== Data shown ==
⁂

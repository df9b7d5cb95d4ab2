//! embedded-graphics surface
//!
//! Adapts any `DrawTarget` whose color converts from `Rgb888` to the
//! pipeline's `Surface`. Every primitive is clipped to the region set by the
//! frame scheduler, so elements may draw past the damaged area freely.

use embedded_graphics::draw_target::DrawTargetExt;
use embedded_graphics::geometry::{Dimensions, Point as EgPoint, Size as EgSize};
use embedded_graphics::pixelcolor::Rgb888;
use embedded_graphics::prelude::*;
use embedded_graphics::primitives::{PrimitiveStyleBuilder, Rectangle, StrokeAlignment};

use sliver_core::geometry::{Color, Point, Rect};
use sliver_core::traits::Surface;

pub(crate) fn to_rectangle(rect: Rect) -> Rectangle {
    Rectangle::new(
        EgPoint::new(rect.x, rect.y),
        EgSize::new(rect.width, rect.height),
    )
}

pub(crate) fn to_rgb(color: Color) -> Rgb888 {
    Rgb888::new(color.r(), color.g(), color.b())
}

/// `Surface` over an embedded-graphics draw target
pub struct GraphicsSurface<D> {
    target: D,
    clip: Option<Rect>,
    errors: u32,
}

impl<D> GraphicsSurface<D>
where
    D: DrawTarget,
    D::Color: From<Rgb888>,
{
    pub fn new(target: D) -> Self {
        Self {
            target,
            clip: None,
            errors: 0,
        }
    }

    pub fn target(&self) -> &D {
        &self.target
    }

    pub fn target_mut(&mut self) -> &mut D {
        &mut self.target
    }

    pub fn into_inner(self) -> D {
        self.target
    }

    /// Draw calls the target rejected
    pub fn errors(&self) -> u32 {
        self.errors
    }

    /// Region currently drawn into
    fn region(&self) -> Rectangle {
        let bounds = self.target.bounding_box();
        match self.clip {
            Some(clip) => bounds.intersection(&to_rectangle(clip)),
            None => bounds,
        }
    }

    fn native(color: Color) -> D::Color {
        to_rgb(color).into()
    }

    fn record<E>(&mut self, result: Result<(), E>) {
        if result.is_err() {
            self.errors = self.errors.wrapping_add(1);
            warn!("draw target error ({} so far)", self.errors);
        }
    }
}

impl<D> Surface for GraphicsSurface<D>
where
    D: DrawTarget,
    D::Color: From<Rgb888>,
{
    fn fill_rect(&mut self, rect: Rect, color: Color) {
        let area = self.region().intersection(&to_rectangle(rect));
        if area.is_zero_sized() {
            return;
        }
        let result = self.target.fill_solid(&area, Self::native(color));
        self.record(result);
    }

    fn stroke_rect(&mut self, rect: Rect, color: Color, width: u8) {
        if width == 0 {
            return;
        }
        let region = self.region();
        let style = PrimitiveStyleBuilder::new()
            .stroke_color(Self::native(color))
            .stroke_width(width as u32)
            .stroke_alignment(StrokeAlignment::Inside)
            .build();
        let result = to_rectangle(rect)
            .into_styled(style)
            .draw(&mut self.target.clipped(&region));
        self.record(result);
    }

    fn draw_run(&mut self, origin: Point, pixels: &[Color]) {
        let region = self.region();
        let run = pixels.iter().enumerate().map(|(i, c)| {
            Pixel(
                EgPoint::new(origin.x + i as i32, origin.y),
                Self::native(*c),
            )
        });
        let result = self.target.clipped(&region).draw_iter(run);
        self.record(result);
    }

    fn set_clip(&mut self, clip: Rect) {
        self.clip = Some(clip);
    }

    fn end_frame(&mut self) {
        self.clip = None;
    }
}

#[cfg(test)]
mod tests {
    use super::*;
    use embedded_graphics::mock_display::MockDisplay;
    use embedded_graphics::pixelcolor::Rgb565;

    fn surface() -> GraphicsSurface<MockDisplay<Rgb565>> {
        let mut display = MockDisplay::new();
        display.set_allow_overdraw(true);
        display.set_allow_out_of_bounds_drawing(true);
        GraphicsSurface::new(display)
    }

    #[test]
    fn test_fill_respects_clip() {
        let mut surface = surface();
        surface.set_clip(Rect::new(0, 0, 4, 4));

        surface.fill_rect(Rect::new(2, 2, 10, 10), Color::WHITE);

        let display = surface.target();
        assert_eq!(display.get_pixel(EgPoint::new(3, 3)), Some(Rgb565::WHITE));
        assert_eq!(display.get_pixel(EgPoint::new(5, 5)), None);
    }

    #[test]
    fn test_stroke_inside_rect() {
        let mut surface = surface();

        surface.stroke_rect(Rect::new(0, 0, 5, 5), Color::WHITE, 1);

        let display = surface.target();
        assert_eq!(display.get_pixel(EgPoint::new(0, 0)), Some(Rgb565::WHITE));
        assert_eq!(display.get_pixel(EgPoint::new(4, 4)), Some(Rgb565::WHITE));
        assert_eq!(display.get_pixel(EgPoint::new(2, 2)), None);
    }

    #[test]
    fn test_run_clipped_horizontally() {
        let mut surface = surface();
        surface.set_clip(Rect::new(0, 0, 2, 64));

        surface.draw_run(Point::new(0, 1), &[Color::WHITE; 4]);

        let display = surface.target();
        assert_eq!(display.get_pixel(EgPoint::new(1, 1)), Some(Rgb565::WHITE));
        assert_eq!(display.get_pixel(EgPoint::new(2, 1)), None);
        assert_eq!(surface.errors(), 0);
    }

    #[test]
    fn test_end_frame_clears_clip() {
        let mut surface = surface();
        surface.set_clip(Rect::new(0, 0, 1, 1));
        surface.end_frame();

        surface.fill_rect(Rect::new(10, 10, 1, 1), Color::WHITE);

        assert_eq!(
            surface.target().get_pixel(EgPoint::new(10, 10)),
            Some(Rgb565::WHITE)
        );
    }
}
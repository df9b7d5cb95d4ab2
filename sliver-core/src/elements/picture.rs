//! Image-only element

use crate::damage::DamageSink;
use crate::geometry::Rect;
use crate::paint::{Element, ElementBase, Paintable};
use crate::traits::{AssetReader, AssetSource, ImageId, SchemeId};

#[derive(Debug)]
pub struct Picture<R> {
    base: ElementBase<R>,
    image: Option<ImageId>,
}

impl<R: AssetReader> Picture<R> {
    pub fn new(rect: Rect, scheme: SchemeId, image: ImageId) -> Self {
        Self {
            base: ElementBase::new(rect, Some(scheme)),
            image: Some(image),
        }
    }

    pub fn image(&self) -> Option<ImageId> {
        self.image
    }

    pub fn set_image(&mut self, image: Option<ImageId>, damage: &mut dyn DamageSink) {
        if image != self.image {
            self.image = image;
            self.base.damage(damage);
        }
    }
}

impl<R: AssetReader> Element for Picture<R> {
    type Reader = R;

    fn base(&self) -> &ElementBase<R> {
        &self.base
    }

    fn base_mut(&mut self) -> &mut ElementBase<R> {
        &mut self.base
    }
}

impl<A: AssetSource> Paintable<A> for Picture<A::Reader> {
    fn image(&self) -> Option<ImageId> {
        self.image
    }
}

⁂

An exact repetition of the material above is required, from its first line through the line holding "use embedded_graphics::pixelcolor::Rgb888;", with nothing added.

== Task result ==
repository df9b7d5cb95d4ab2
//! embedded-graphics surface
//!
//! Adapts any `DrawTarget` whose color converts from `Rgb888` to the
//! pipeline's `Surface`. Every primitive is clipped to the region set by the
//! frame scheduler, so elements may draw past the damaged area freely.

use embedded_graphics::draw_target::DrawTargetExt;
use embedded_graphics::geometry::{Dimensions, Point as EgPoint, Size as EgSize};
use embedded_graphics::pixelcolor::Rgb888;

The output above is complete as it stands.